[Sea-sa] Meeting reminder - SEA-SA, RASDS subset, Monday, 8 Nov 21

Robert Rovetto ontologos at yahoo.com
Fri Nov 5 03:32:52 UTC 2021

Re:OML...I'll volunteer to look more deeply into OML and would be helpful to coordinate with anyone else that wants to. I already have material on it, and was aware of it. 
A demo would be worthwhile. I recommend we ask them to also show the Physical spacecraft elements, Mass Element list, and Power Element list, even if they're not complete yet. That will give a good overview of the entire work.
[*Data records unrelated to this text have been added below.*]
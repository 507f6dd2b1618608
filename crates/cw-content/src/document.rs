//! Website content document.
//!
//! [`ContentDocument`] is the entire persisted state. It serializes as
//! camelCase JSON, and every record uses `#[serde(default)]` so documents
//! saved by an older schema deserialize with missing fields taken from the
//! built-in defaults.

use serde::{Deserialize, Serialize};

use crate::navigation::{NavChild, NavKind, NavigationItem};

/// All editable website content.
#[derive(Clone, Debug, PartialEq, Eq, Serialize, Deserialize)]
#[serde(default, rename_all = "camelCase")]
pub struct ContentDocument {
    pub college_name: String,
    pub tagline: String,
    /// Logo reference: a URL or a `data:` URL.
    pub logo_url: String,
    pub primary_color: String,
    pub secondary_color: String,
    pub hero_title: String,
    pub hero_subtitle: String,
    pub cta_button_text: String,
    pub cta_button_link: String,
    pub about_title: String,
    pub about_content: String,
    pub academics_title: String,
    pub academics_description: String,
    pub departments: Vec<Department>,
    pub professional_bodies_title: String,
    pub professional_bodies: Vec<ProfessionalBody>,
    pub navigation_items: Vec<NavigationItem>,
    pub news_items: Vec<NewsItem>,
    pub footer_data: FooterData,
}

/// Academic department card.
#[derive(Clone, Debug, Default, PartialEq, Eq, Serialize, Deserialize)]
#[serde(default)]
pub struct Department {
    pub id: String,
    pub name: String,
    pub duration: String,
    pub seats: String,
    pub link: String,
}

/// Accrediting or professional body card.
#[derive(Clone, Debug, Default, PartialEq, Eq, Serialize, Deserialize)]
#[serde(default)]
pub struct ProfessionalBody {
    pub id: String,
    pub name: String,
    pub description: String,
    pub website: String,
    pub logo: String,
}

/// News article teaser.
#[derive(Clone, Debug, Default, PartialEq, Eq, Serialize, Deserialize)]
#[serde(default)]
pub struct NewsItem {
    pub id: String,
    pub title: String,
    pub content: String,
    /// Display date, stored as the editor entered it.
    pub date: String,
    pub category: String,
}

/// Footer content.
#[derive(Clone, Debug, PartialEq, Eq, Serialize, Deserialize)]
#[serde(default, rename_all = "camelCase")]
pub struct FooterData {
    pub contact_info: ContactInfo,
    pub quick_links: Vec<FooterLink>,
    pub departments: Vec<FooterLink>,
    pub social_media: Vec<SocialLink>,
}

/// Footer contact block.
#[derive(Clone, Debug, PartialEq, Eq, Serialize, Deserialize)]
#[serde(default)]
pub struct ContactInfo {
    pub address: String,
    pub phone: String,
    pub email: String,
}

/// Footer link.
#[derive(Clone, Debug, Default, PartialEq, Eq, Serialize, Deserialize)]
#[serde(default)]
pub struct FooterLink {
    pub label: String,
    pub href: String,
}

/// Social media profile link.
#[derive(Clone, Debug, Default, PartialEq, Eq, Serialize, Deserialize)]
#[serde(default)]
pub struct SocialLink {
    pub platform: String,
    pub url: String,
    pub icon: String,
}

impl FooterLink {
    fn new(label: &str, href: &str) -> Self {
        Self {
            label: label.to_owned(),
            href: href.to_owned(),
        }
    }
}

impl SocialLink {
    fn new(platform: &str, icon: &str) -> Self {
        Self {
            platform: platform.to_owned(),
            url: "#".to_owned(),
            icon: icon.to_owned(),
        }
    }
}

impl Default for ContactInfo {
    fn default() -> Self {
        Self {
            address: "123 University Ave, Springfield".to_owned(),
            phone: "+1 (555) 123-4567".to_owned(),
            email: "info@springfield.edu".to_owned(),
        }
    }
}

impl Default for FooterData {
    fn default() -> Self {
        Self {
            contact_info: ContactInfo::default(),
            quick_links: vec![
                FooterLink::new("Admissions", "/admissions"),
                FooterLink::new("Academic Calendar", "/calendar"),
                FooterLink::new("Student Portal", "/portal"),
                FooterLink::new("Alumni", "/alumni"),
            ],
            departments: vec![
                FooterLink::new("Computer Science", "/departments/cs"),
                FooterLink::new("Engineering", "/departments/engineering"),
                FooterLink::new("Business", "/departments/business"),
                FooterLink::new("Liberal Arts", "/departments/liberal-arts"),
            ],
            social_media: vec![
                SocialLink::new("Facebook", "facebook"),
                SocialLink::new("Twitter", "twitter"),
                SocialLink::new("LinkedIn", "linkedin"),
            ],
        }
    }
}

fn nav(id: &str, label: &str, href: &str, kind: NavKind) -> NavigationItem {
    NavigationItem {
        id: id.to_owned(),
        label: label.to_owned(),
        href: href.to_owned(),
        kind,
        children: Vec::new(),
    }
}

fn nav_child(id: &str, label: &str, href: &str) -> NavChild {
    NavChild {
        id: id.to_owned(),
        label: label.to_owned(),
        href: href.to_owned(),
        kind: NavKind::Internal,
    }
}

fn department(id: &str, name: &str, seats: &str) -> Department {
    Department {
        id: id.to_owned(),
        name: name.to_owned(),
        duration: "4 Years".to_owned(),
        seats: seats.to_owned(),
        link: format!("/departments/{id}"),
    }
}

impl Default for ContentDocument {
    fn default() -> Self {
        let mut departments_menu = nav("departments", "Departments", "#", NavKind::Dropdown);
        departments_menu.children = vec![
            nav_child("cs", "Computer Science", "/departments/cs"),
            nav_child("ee", "Electrical Engineering", "/departments/ee"),
        ];

        Self {
            college_name: "Springfield University".to_owned(),
            tagline: "Excellence in Education".to_owned(),
            logo_url: "https://images.unsplash.com/photo-1541339907198-e08756dedf3f?w=60"
                .to_owned(),
            primary_color: "#2563eb".to_owned(),
            secondary_color: "#10b981".to_owned(),
            hero_title: "Shaping Tomorrow's Leaders".to_owned(),
            hero_subtitle: "Join Springfield University, where innovation meets excellence. \
                            Our world-class faculty and cutting-edge facilities prepare \
                            students for successful careers."
                .to_owned(),
            cta_button_text: "Apply Now".to_owned(),
            cta_button_link: "/admissions".to_owned(),
            about_title: "About Springfield University".to_owned(),
            about_content: "Established in 1985, Springfield University has been at the \
                            forefront of educational excellence, fostering innovation, \
                            research, and character development for over three decades."
                .to_owned(),
            academics_title: "Academic Programs".to_owned(),
            academics_description:
                "Explore our comprehensive range of undergraduate and graduate programs"
                    .to_owned(),
            departments: vec![
                department("cse", "Computer Science & Engineering", "120"),
                department("it", "Information Technology", "60"),
                department("ds", "Data Science", "40"),
            ],
            professional_bodies_title: "Professional Bodies".to_owned(),
            professional_bodies: vec![ProfessionalBody {
                id: "ieee".to_owned(),
                name: "IEEE".to_owned(),
                description: "Institute of Electrical and Electronics Engineers".to_owned(),
                website: "https://ieee.org".to_owned(),
                logo: String::new(),
            }],
            navigation_items: vec![
                nav("home", "Home", "/", NavKind::Internal),
                departments_menu,
                nav("admissions", "Admissions", "/admissions", NavKind::Internal),
                nav("about", "About", "/about", NavKind::Internal),
                nav("contact", "Contact", "/contact", NavKind::Internal),
            ],
            news_items: vec![
                NewsItem {
                    id: "news-1".to_owned(),
                    title: "Springfield University Ranked #1 in State".to_owned(),
                    content: "We are proud to announce our top ranking...".to_owned(),
                    date: "June 10, 2025".to_owned(),
                    category: "Achievement".to_owned(),
                },
                NewsItem {
                    id: "news-2".to_owned(),
                    title: "New AI Research Lab Inaugurated".to_owned(),
                    content: "Our state-of-the-art AI research facility...".to_owned(),
                    date: "June 8, 2025".to_owned(),
                    category: "Infrastructure".to_owned(),
                },
            ],
            footer_data: FooterData::default(),
        }
    }
}

#[cfg(test)]
mod tests {
    use std::collections::HashSet;

    use pretty_assertions::assert_eq;

    use super::*;

    #[test]
    fn test_default_is_stable() {
        assert_eq!(ContentDocument::default(), ContentDocument::default());
    }

    #[test]
    fn test_default_ids_are_unique() {
        let doc = ContentDocument::default();
        let mut ids = HashSet::new();

        for item in &doc.navigation_items {
            assert!(ids.insert(item.id.clone()), "duplicate id {}", item.id);
            for child in &item.children {
                assert!(ids.insert(child.id.clone()), "duplicate id {}", child.id);
            }
        }
        for id in doc.news_items.iter().map(|n| &n.id) {
            assert!(ids.insert(id.clone()), "duplicate id {id}");
        }
    }

    #[test]
    fn test_serializes_camel_case() {
        let json = serde_json::to_value(ContentDocument::default()).unwrap();

        assert_eq!(json["collegeName"], "Springfield University");
        assert_eq!(json["ctaButtonText"], "Apply Now");
        assert_eq!(
            json["footerData"]["contactInfo"]["email"],
            "info@springfield.edu"
        );
        assert_eq!(json["navigationItems"][1]["type"], "dropdown");
        assert_eq!(json["navigationItems"][1]["children"][0]["id"], "cs");
        assert!(json["navigationItems"][0].get("children").is_none());
    }

    #[test]
    fn test_round_trip() {
        let mut doc = ContentDocument::default();
        doc.college_name = "X".to_owned();
        doc.news_items.clear();

        let json = serde_json::to_string(&doc).unwrap();
        let parsed: ContentDocument = serde_json::from_str(&json).unwrap();

        assert_eq!(parsed, doc);
    }

    #[test]
    fn test_missing_fields_take_defaults() {
        let parsed: ContentDocument = serde_json::from_str(r#"{"collegeName":"X"}"#).unwrap();

        let expected = ContentDocument {
            college_name: "X".to_owned(),
            ..ContentDocument::default()
        };
        assert_eq!(parsed, expected);
    }

    #[test]
    fn test_nested_footer_fields_take_defaults() {
        let parsed: ContentDocument =
            serde_json::from_str(r#"{"footerData":{"contactInfo":{"phone":"555"}}}"#).unwrap();

        assert_eq!(parsed.footer_data.contact_info.phone, "555");
        assert_eq!(
            parsed.footer_data.contact_info.email,
            ContactInfo::default().email
        );
        assert_eq!(
            parsed.footer_data.quick_links,
            FooterData::default().quick_links
        );
    }

    #[test]
    fn test_news_item_missing_fields_are_empty() {
        let parsed: NewsItem = serde_json::from_str(r#"{"id":"n1","title":"Hello"}"#).unwrap();

        assert_eq!(parsed.title, "Hello");
        assert_eq!(parsed.category, "");
    }
}
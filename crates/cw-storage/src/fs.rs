//! Filesystem storage implementation.
//!
//! Provides [`FsStore`], which keeps each key as a JSON file inside a
//! project directory:
//!
//! ```text
//! {root}/
//! +-- campus-website-data.json
//! ```

use std::fs;
use std::io::ErrorKind;
use std::path::{Path, PathBuf};

use crate::storage::{KeyValueStore, StorageError, validate_key};

/// Backend identifier for error messages.
const BACKEND: &str = "Fs";

/// File extension appended to every key.
const EXTENSION: &str = "json";

/// Filesystem key-value store.
///
/// Writes go to a temporary sibling file first and are renamed into place,
/// so a crash mid-write never leaves a truncated value behind.
///
/// # Example
///
/// ```ignore
/// use std::path::PathBuf;
/// use cw_storage::{FsStore, KeyValueStore};
///
/// let store = FsStore::new(PathBuf::from(".cw"));
/// let value = store.get("campus-website-data")?;
/// ```
#[derive(Debug, Clone)]
pub struct FsStore {
    /// Directory holding one file per key.
    root: PathBuf,
}

impl FsStore {
    /// Create a store rooted at `root`.
    ///
    /// The directory is created lazily on the first write.
    #[must_use]
    pub fn new(root: PathBuf) -> Self {
        Self { root }
    }

    /// Directory holding the stored values.
    #[must_use]
    pub fn root(&self) -> &Path {
        &self.root
    }

    /// Resolve a key to its file path, validating the key first.
    fn path_for(&self, key: &str) -> Result<PathBuf, StorageError> {
        validate_key(key).map_err(|e| e.with_backend(BACKEND))?;
        Ok(self.root.join(format!("{key}.{EXTENSION}")))
    }

    fn io_error(err: std::io::Error, key: &str) -> StorageError {
        StorageError::io(err, Some(key)).with_backend(BACKEND)
    }
}

impl KeyValueStore for FsStore {
    fn get(&self, key: &str) -> Result<Option<String>, StorageError> {
        let path = self.path_for(key)?;
        match fs::read_to_string(&path) {
            Ok(content) => Ok(Some(content)),
            Err(e) if e.kind() == ErrorKind::NotFound => Ok(None),
            Err(e) => Err(Self::io_error(e, key)),
        }
    }

    fn set(&self, key: &str, value: &str) -> Result<(), StorageError> {
        let path = self.path_for(key)?;
        fs::create_dir_all(&self.root).map_err(|e| Self::io_error(e, key))?;

        let tmp_path = self.root.join(format!(".{key}.{EXTENSION}.tmp"));
        fs::write(&tmp_path, value).map_err(|e| Self::io_error(e, key))?;
        if let Err(e) = fs::rename(&tmp_path, &path) {
            let _ = fs::remove_file(&tmp_path);
            return Err(Self::io_error(e, key));
        }

        tracing::debug!(key, path = %path.display(), bytes = value.len(), "Stored value");
        Ok(())
    }

    fn remove(&self, key: &str) -> Result<(), StorageError> {
        let path = self.path_for(key)?;
        match fs::remove_file(&path) {
            Ok(()) => {
                tracing::debug!(key, path = %path.display(), "Removed value");
                Ok(())
            }
            Err(e) if e.kind() == ErrorKind::NotFound => Ok(()),
            Err(e) => Err(Self::io_error(e, key)),
        }
    }
}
Can we do that?

On that note, there's other languages we can look into, one of which I believe I screen-shared in our call when revising the diagram. 

Re:other parts of the email...- To reiterate a previous emails call for contributors to the Forward Plan (the yellow-highlighted part at the end of the email), I volunteer for the Ontology Models section in that.

Re:the PPT...- On slide 66: to answer the question in red text...My short answer is 'no'. But it also depends on what we mean by definition.I answer no, because the slide displays graph diagrams whose elements represent or are labeled by category terms and relational terms, but they are not themselves defined there. 

- I have some questions for slide 81, but maybe can wait for a call
- Recommendation for naming-convention: use lower case for relational terms.
Rationale: the diagrams current show inconsistent naming styles (i'm focusing on the ontology diagram slides) Lower case relational terms, if phrased right, will read more naturally when either (a) the graph is read by a person, or (b) the terms are displayed in full formal expressions like in sentence form.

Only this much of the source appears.